▶ **EXERCISE INSTRUCTIONS**
Wherever a line of the records contains "false", copy that line.

● ● ●

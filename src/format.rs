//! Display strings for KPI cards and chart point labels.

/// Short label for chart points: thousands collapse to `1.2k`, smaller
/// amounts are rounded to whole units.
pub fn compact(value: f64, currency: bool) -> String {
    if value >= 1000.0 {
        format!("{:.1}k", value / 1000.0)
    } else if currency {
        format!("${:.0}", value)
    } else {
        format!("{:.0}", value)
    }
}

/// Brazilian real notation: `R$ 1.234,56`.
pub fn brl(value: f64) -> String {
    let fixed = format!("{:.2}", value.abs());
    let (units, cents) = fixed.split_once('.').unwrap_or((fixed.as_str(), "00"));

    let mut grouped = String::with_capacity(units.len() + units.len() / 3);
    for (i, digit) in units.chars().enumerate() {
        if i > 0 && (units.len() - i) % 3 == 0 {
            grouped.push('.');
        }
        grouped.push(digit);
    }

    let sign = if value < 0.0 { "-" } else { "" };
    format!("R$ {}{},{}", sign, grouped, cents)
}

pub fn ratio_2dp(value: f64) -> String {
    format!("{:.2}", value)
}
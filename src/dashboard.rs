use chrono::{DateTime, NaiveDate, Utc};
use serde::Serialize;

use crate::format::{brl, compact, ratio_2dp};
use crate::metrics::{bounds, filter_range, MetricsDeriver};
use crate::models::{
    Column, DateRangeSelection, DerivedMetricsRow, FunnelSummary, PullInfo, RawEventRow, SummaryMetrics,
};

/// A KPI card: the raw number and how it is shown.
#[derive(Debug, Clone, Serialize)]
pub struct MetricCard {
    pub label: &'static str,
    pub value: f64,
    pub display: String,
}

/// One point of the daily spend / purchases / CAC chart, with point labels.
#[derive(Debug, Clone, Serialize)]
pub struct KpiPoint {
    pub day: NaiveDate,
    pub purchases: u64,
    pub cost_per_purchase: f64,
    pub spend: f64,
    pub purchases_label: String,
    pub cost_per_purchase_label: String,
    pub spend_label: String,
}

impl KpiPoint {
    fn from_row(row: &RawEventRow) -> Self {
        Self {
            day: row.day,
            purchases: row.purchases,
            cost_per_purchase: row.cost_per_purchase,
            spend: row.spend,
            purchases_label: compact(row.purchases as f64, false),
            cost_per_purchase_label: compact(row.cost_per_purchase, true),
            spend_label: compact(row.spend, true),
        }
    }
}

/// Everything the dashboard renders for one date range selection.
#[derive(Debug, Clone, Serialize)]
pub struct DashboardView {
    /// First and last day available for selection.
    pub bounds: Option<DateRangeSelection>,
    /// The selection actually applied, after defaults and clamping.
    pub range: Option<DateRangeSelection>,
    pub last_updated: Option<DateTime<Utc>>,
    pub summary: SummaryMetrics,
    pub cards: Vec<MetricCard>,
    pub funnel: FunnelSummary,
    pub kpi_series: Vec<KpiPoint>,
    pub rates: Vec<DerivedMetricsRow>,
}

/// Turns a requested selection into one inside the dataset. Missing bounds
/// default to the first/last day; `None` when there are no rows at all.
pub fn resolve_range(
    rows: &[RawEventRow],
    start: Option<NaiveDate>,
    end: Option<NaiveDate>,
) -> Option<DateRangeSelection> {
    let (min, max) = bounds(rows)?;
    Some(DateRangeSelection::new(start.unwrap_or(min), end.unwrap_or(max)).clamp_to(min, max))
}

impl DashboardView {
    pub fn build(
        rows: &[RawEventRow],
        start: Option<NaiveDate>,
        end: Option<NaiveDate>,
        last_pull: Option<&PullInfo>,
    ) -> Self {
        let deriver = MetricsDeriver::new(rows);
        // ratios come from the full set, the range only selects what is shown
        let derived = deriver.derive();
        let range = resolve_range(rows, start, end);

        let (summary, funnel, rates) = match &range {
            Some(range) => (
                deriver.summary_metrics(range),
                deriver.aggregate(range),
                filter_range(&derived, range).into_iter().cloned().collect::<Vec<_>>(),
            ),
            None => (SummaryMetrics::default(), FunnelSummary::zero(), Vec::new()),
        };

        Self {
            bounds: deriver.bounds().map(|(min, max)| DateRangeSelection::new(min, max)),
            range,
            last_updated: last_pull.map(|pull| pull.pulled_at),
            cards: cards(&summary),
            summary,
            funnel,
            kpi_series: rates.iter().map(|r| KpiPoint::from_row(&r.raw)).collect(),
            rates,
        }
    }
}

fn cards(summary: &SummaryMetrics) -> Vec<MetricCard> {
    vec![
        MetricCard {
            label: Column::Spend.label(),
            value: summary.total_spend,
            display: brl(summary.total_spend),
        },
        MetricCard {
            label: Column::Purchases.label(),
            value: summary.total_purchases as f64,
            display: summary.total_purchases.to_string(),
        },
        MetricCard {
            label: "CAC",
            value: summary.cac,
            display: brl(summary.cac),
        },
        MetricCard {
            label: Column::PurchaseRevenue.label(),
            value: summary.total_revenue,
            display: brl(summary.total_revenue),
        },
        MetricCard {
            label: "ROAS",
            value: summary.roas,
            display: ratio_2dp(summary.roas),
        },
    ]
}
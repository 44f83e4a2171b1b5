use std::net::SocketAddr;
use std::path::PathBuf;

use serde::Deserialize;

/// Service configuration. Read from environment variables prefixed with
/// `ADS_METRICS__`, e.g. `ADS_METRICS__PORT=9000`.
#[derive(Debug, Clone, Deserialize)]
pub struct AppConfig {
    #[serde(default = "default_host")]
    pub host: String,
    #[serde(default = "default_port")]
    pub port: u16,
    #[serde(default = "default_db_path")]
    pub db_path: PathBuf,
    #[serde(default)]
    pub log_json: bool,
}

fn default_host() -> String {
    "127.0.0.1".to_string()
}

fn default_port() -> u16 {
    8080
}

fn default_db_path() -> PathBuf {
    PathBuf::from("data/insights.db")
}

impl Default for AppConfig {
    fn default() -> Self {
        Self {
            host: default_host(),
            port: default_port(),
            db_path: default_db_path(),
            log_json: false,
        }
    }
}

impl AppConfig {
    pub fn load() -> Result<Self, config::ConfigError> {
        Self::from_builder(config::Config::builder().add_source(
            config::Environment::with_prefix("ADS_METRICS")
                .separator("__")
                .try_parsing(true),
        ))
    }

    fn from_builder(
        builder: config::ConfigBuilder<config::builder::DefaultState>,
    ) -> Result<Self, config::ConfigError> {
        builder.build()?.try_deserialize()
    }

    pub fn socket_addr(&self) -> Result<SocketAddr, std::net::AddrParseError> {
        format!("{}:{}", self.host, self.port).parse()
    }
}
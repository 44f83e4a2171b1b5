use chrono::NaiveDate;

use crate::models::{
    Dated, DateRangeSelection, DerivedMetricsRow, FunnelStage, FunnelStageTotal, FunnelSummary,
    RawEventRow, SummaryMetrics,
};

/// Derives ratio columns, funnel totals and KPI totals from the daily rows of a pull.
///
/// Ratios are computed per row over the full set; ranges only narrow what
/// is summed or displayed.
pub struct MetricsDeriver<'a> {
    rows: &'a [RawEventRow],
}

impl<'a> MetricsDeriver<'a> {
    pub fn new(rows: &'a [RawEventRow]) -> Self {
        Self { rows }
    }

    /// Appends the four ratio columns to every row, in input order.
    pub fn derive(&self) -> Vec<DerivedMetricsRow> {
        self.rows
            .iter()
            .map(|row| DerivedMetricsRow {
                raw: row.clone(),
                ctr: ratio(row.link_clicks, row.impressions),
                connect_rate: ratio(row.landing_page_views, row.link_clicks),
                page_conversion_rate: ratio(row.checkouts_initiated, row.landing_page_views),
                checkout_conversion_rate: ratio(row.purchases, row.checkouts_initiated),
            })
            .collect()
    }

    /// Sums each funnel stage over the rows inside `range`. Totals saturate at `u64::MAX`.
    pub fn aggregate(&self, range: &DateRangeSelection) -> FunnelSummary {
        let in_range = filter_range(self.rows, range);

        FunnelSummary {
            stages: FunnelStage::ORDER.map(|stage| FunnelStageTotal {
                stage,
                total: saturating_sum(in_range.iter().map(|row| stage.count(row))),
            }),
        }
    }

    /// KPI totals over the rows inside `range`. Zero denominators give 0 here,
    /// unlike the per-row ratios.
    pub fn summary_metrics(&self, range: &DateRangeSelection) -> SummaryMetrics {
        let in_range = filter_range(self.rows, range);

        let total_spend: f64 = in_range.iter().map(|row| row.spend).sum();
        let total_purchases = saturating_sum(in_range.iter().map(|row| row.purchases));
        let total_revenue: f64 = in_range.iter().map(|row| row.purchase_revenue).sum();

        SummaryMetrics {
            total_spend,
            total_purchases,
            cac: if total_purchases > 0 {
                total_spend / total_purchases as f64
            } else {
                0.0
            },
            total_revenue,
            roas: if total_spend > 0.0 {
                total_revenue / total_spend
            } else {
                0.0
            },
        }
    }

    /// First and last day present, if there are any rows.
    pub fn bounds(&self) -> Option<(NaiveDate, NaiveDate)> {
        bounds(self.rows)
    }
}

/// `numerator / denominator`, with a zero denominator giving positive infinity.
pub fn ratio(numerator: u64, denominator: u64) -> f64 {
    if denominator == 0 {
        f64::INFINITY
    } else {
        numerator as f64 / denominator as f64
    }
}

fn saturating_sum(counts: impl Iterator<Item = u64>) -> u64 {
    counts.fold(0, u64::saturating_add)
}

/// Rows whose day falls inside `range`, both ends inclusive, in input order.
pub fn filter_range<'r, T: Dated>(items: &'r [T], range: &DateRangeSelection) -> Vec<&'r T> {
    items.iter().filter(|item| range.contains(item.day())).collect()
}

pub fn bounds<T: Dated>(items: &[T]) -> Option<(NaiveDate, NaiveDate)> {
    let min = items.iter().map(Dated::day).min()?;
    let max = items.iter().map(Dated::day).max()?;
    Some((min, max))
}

● ● ●

▶ **EXERCISE RESULT**
            purchases_label: compact(row.purchases as f64, false),
            log_json: false,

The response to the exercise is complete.